The roving culinary concept last month settled into a shipping container parked at 1600 Meeting St., announcing a standing schedule of daily lunchbox pick-ups and twice-weekly meal service. It celebrated its opening with a menu featuring duck fat hash and roast chicken.
"The Farmbar has not received a permit to operate," S.C. Department of Health and Environmental Control spokesman Jim Beasley explains. "The facility did, however, run a special promotion after contacting the department."
As state law defines it, a special promotion is conducted on private property by a private business promoting a good or service. Businesses may hold four one-day special promotions over a 12-month period; the clock starts ticking at the first event.
According to Beasley, The Farmbar was approved to hold its third special promotion on Feb. 14.
"They're using up their promotional events pretty quickly," Beasley says.
But the fast pace doesn't worry founder Tara Derr Webb, who's looking to schedule The Farmbar's fourth special promotion during the Charleston Wine + Food Festival. She's confident she can devise a creative solution that will allow for continued food service.
"We are truly WAY-out-of-the box renegades trying to create an innovative experience," Webb emails. "Despite our raw beginnings, we've had tremendous loyal supporters who are patient, enthusiastic and forgiving. They have become part of our evolution and narrative, which is quite special."
Webb declined to elaborate on her plans, but revealed DHEC approved the relocation of The Farmbar's kitchen from the shipping container to a permanent structure on the property. Webb says the move will pave the way for a "more robust kitchen ... and potentially an ABL license for wine and beer. The FARMBAR installation outside of the building will then have more room for seating, market and retail."
The move is scheduled to occur by the end of next month.
Without an operating permit or special promotion clearance, retailers are only allowed to "dispens(e) non-potentially hazardous beverages or non-potentially hazardous prepackaged food," meaning food prepared in a permitted commercial facility and delivered in a hermetically sealed package.
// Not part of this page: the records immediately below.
//! The materialization pipeline.
//!
//! Ordering within one invocation is fixed: catalog registration precedes
//! credential fetch, which precedes the physical write. The whole store
//! phase runs under the supervisor's budget on one background task; there is
//! no internal parallelism across write strategies.

use std::sync::Arc;

use arrow::record_batch::RecordBatch;
use tracing::Instrument;

use silt_core::observability::materialize_span;
use silt_core::{MaterializationTarget, ParsedDirective, QualifiedTableName, StoreConfig};
use silt_delta::WriteMode;
use silt_uc::{columns_from_schema, CatalogRegistrar, UnityCatalogClient};

use crate::engine::{DataFusionEngine, QueryEngine, QueryOutput};
use crate::error::{Result, StoreError};
use crate::supervisor::run_bounded;

/// Storage format registered in the catalog for materialized tables.
pub const STORAGE_FORMAT: &str = "DELTA";

/// Materializes directives end to end.
pub struct Materializer {
    config: StoreConfig,
    engine: Arc<dyn QueryEngine>,
}

impl Materializer {
    /// Creates a materializer with an explicit query engine.
    #[must_use]
    pub fn new(config: StoreConfig, engine: Arc<dyn QueryEngine>) -> Self {
        Self { config, engine }
    }

    /// Creates a materializer backed by a fresh DataFusion session.
    #[must_use]
    pub fn with_datafusion(config: StoreConfig) -> Self {
        Self::new(config, Arc::new(DataFusionEngine::new()))
    }

    /// Returns the pipeline configuration.
    #[must_use]
    pub fn config(&self) -> &StoreConfig {
        &self.config
    }

    /// Parses `directive`, executes its select statement, registers the
    /// table in the catalog, writes the result to the target location, and
    /// returns the fully qualified table name.
    ///
    /// The registration + credential + write phase runs under the
    /// configured budget; see [`StoreError::TimedOut`] for the abandoned
    /// outcome. Verification (re-reading the table) is the caller's step,
    /// keyed off the returned name.
    ///
    /// # Errors
    ///
    /// Returns parse, engine, catalog, and write errors unchanged, plus
    /// [`StoreError::TimedOut`] on budget exhaustion. A write failure after
    /// this invocation created the catalog entry deletes that entry before
    /// the error surfaces.
    pub async fn materialize(&self, directive: &str) -> Result<QualifiedTableName> {
        let ParsedDirective { target, select } =
            ParsedDirective::parse(directive, &self.config)?;
        let qualified = target.qualified_name();
        let span = materialize_span(
            &target.catalog_name,
            &target.schema_name,
            &target.table_name,
        );

        let output = self.engine.execute(&select).await?;

        let config = self.config.clone();
        let budget = self.config.store_timeout;
        run_bounded(
            async move { store(&config, &target, output).await }.instrument(span),
            budget,
        )
        .await?;

        Ok(qualified)
    }
}

/// Runs the store phase: ensure catalog metadata, fetch credentials, write.
async fn store(
    config: &StoreConfig,
    target: &MaterializationTarget,
    output: QueryOutput,
) -> Result<()> {
    // Directive options override the environment-sourced catalog settings
    // for this invocation only.
    let mut catalog_config = config.clone();
    if let Some(endpoint) = target.storage_options.get("UC_ENDPOINT") {
        catalog_config = catalog_config.with_endpoint(endpoint);
    }
    if let Some(token) = target.storage_options.get("UC_TOKEN") {
        catalog_config = catalog_config.with_token(token);
    }
    let registrar = CatalogRegistrar::new(UnityCatalogClient::from_config(&catalog_config)?);

    let columns = columns_from_schema(&output.schema);
    let ensured = registrar
        .ensure_table(target, columns, STORAGE_FORMAT)
        .await?;

    let mut storage_options = target.storage_options.clone();
    let credentials = registrar
        .fetch_storage_credentials(
            &target.catalog_name,
            &target.schema_name,
            &target.table_name,
        )
        .await?;
    storage_options.extend(credentials);

    let partition_key = split_key_list(storage_options.get("partition_key"));
    let unique_key = split_key_list(storage_options.get("unique_key"));

    // An empty result still materializes the schema.
    let batches = if output.batches.is_empty() {
        vec![RecordBatch::new_empty(output.schema.clone())]
    } else {
        output.batches
    };

    let write_result = async {
        let mode = WriteMode::parse(storage_options.get("mode").map(String::as_str))?;
        silt_delta::write(
            mode,
            &target.location,
            &batches,
            &storage_options,
            &partition_key,
            &unique_key,
        )
        .await
    }
    .await;

    match write_result {
        Ok(()) => Ok(()),
        Err(write_error) => {
            if ensured.created {
                compensate(&registrar, &target.full_name()).await;
            }
            Err(StoreError::Write(write_error))
        }
    }
}

/// Deletes the catalog entry created earlier in this invocation. Best
/// effort: a failed delete is logged, never raised over the write error.
async fn compensate(registrar: &CatalogRegistrar, full_name: &str) {
    tracing::info!(table = %full_name, "write failed; deleting catalog entry created by this invocation");
    if let Err(delete_error) = registrar.client().delete_table(full_name).await {
        tracing::warn!(
            table = %full_name,
            error = %delete_error,
            "failed to delete catalog entry after write failure"
        );
    }
}

fn split_key_list(value: Option<&String>) -> Vec<String> {
    value
        .map(|raw| {
            raw.split(',')
                .map(str::trim)
                .filter(|part| !part.is_empty())
                .map(str::to_string)
                .collect()
        })
        .unwrap_or_default()
}
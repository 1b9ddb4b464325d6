//! Query-engine seam.
//!
//! The pipeline consumes the engine through [`QueryEngine`] so callers can
//! bring their own execution layer; [`DataFusionEngine`] is the default
//! implementation.

use std::sync::Arc;

use arrow::datatypes::{Schema, SchemaRef};
use arrow::record_batch::RecordBatch;
use async_trait::async_trait;
use datafusion::error::DataFusionError;
use datafusion::prelude::SessionContext;

/// An in-memory columnar query result.
#[derive(Debug, Clone)]
pub struct QueryOutput {
    /// Result schema; authoritative even when `batches` is empty.
    pub schema: SchemaRef,
    /// Result rows.
    pub batches: Vec<RecordBatch>,
}

/// Errors surfaced by a query engine.
#[derive(Debug, thiserror::Error)]
pub enum EngineError {
    /// A DataFusion planning or execution failure.
    #[error(transparent)]
    DataFusion(#[from] DataFusionError),

    /// A failure from a non-DataFusion engine implementation.
    #[error("query engine failure: {message}")]
    Other {
        /// Description of the failure.
        message: String,
    },
}

impl EngineError {
    /// Creates an engine error from a message.
    #[must_use]
    pub fn other(message: impl Into<String>) -> Self {
        Self::Other {
            message: message.into(),
        }
    }
}

/// Executes the residual select statement of a directive.
#[async_trait]
pub trait QueryEngine: Send + Sync {
    /// Runs `sql` and returns the full result in memory.
    ///
    /// # Errors
    ///
    /// Returns [`EngineError`] when planning or execution fails.
    async fn execute(&self, sql: &str) -> Result<QueryOutput, EngineError>;
}

/// Default engine backed by a DataFusion [`SessionContext`].
///
/// Tables the select refers to must be registered on the session before
/// materializing.
pub struct DataFusionEngine {
    ctx: SessionContext,
}

impl DataFusionEngine {
    /// Creates an engine with a fresh session.
    #[must_use]
    pub fn new() -> Self {
        Self {
            ctx: SessionContext::new(),
        }
    }

    /// Creates an engine over an existing session.
    #[must_use]
    pub fn with_context(ctx: SessionContext) -> Self {
        Self { ctx }
    }

    /// Returns the underlying session, e.g. for registering source tables.
    #[must_use]
    pub fn session(&self) -> &SessionContext {
        &self.ctx
    }
}

impl Default for DataFusionEngine {
    fn default() -> Self {
        Self::new()
    }
}

#[async_trait]
impl QueryEngine for DataFusionEngine {
    async fn execute(&self, sql: &str) -> Result<QueryOutput, EngineError> {
        let df = self.ctx.sql(sql).await?;
        let schema: Schema = df.schema().into();
        let schema = Arc::new(schema);
        let batches = df.collect().await?;
        Ok(QueryOutput { schema, batches })
    }
}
On non-special promotion days, The Farmbar typically serves coffee and baked goods: A recent Tuesday's meals included Brown's Court Bakery schnecken and scones for breakfast, Brown's Court focaccia for lunch, and Brown's Court focaccia and pie for supper.
One in three Americans is trying to follow a gluten-free diet.
And whether they're snubbing the grain protein for valid health reasons - fewer than 1 percent of the population is coping with celiac disease, the most severe form of gluten intolerance - their desire for eggplant parmesan, gravy and mac-n-cheese that don't taste like sawdust is understandable.
Trident Technical College is trying to appeal to those discerning eaters with a pair of new workshops: Gluten-Free Kids' Favorites and Gluten-Free Dinners.
Both classes feature entree overviews and a recipe exchange.
Gluten-Free Kids' Favorites is scheduled for 9 a.m.-noon on March 22. Gluten-Free Dinners will meet from 6-9 p.m. on April 30. Each class costs $59.
To register, call 574-6152 or email firstname.lastname@example.org.
Shad roe season
Shad roe season came early this year, according to Lia Sanders of the Old Firehouse Restaurant.
As detailed in a recent Post and Courier Food section, shad roe is a seasonal Lowcountry delicacy.
Often served for breakfast, the herring egg sac is not particularly good-looking, but it's very rich.
"We have shad roe and have been serving it for the last 11 years," writes Sanders, who reports the ingredient is now available at Crosby's Seafood.
"We offer it the traditional way, wrapped in bacon and deep fried, or poached in cream for a more delicate approach."